Collected data:
━━━━━━━━━━━━━━━━

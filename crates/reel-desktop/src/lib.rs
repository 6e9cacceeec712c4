//! Reel Desktop - native front end for the Reel player
//!
//! - GStreamer playback via [`GstSurface`]
//! - Terminal control overlay (ratatui) with mouse and keyboard input
//! - A tokio event loop owning the [`reel_core::VideoPlayer`]
//!
//! # Example
//!
//! ```rust,no_run
//! use std::sync::Arc;
//! use reel_core::{event_channel, PlayerConfig, VideoPlayer, VimeoConfigClient};
//! use reel_desktop::GstSurface;
//!
//! # async fn example() -> anyhow::Result<()> {
//! let config = PlayerConfig::default();
//! let client = Arc::new(VimeoConfigClient::from_config(&config)?);
//! let (sink, events) = event_channel();
//!
//! let mut player = VideoPlayer::new(config, client);
//! player.attach_surface(Box::new(GstSurface::new(sink)?))?;
//! reel_desktop::app::run(player, events).await
//! # }
//! ```

pub mod app;
pub mod controls;
pub mod overlay;
pub mod surface;

pub use surface::{check_gstreamer_installation, GstSurface};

━━━━━━━━━━━━━━━━

ASSIGNED TASK: Check each line above for "GstSurface" and return the ones that have it.

SOLUTION TO THIS PROBLEM:
//! - GStreamer playback via [`GstSurface`]
//! use reel_desktop::GstSurface;
//! player.attach_surface(Box::new(GstSurface::new(sink)?))?;
pub use surface::{check_gstreamer_installation, GstSurface};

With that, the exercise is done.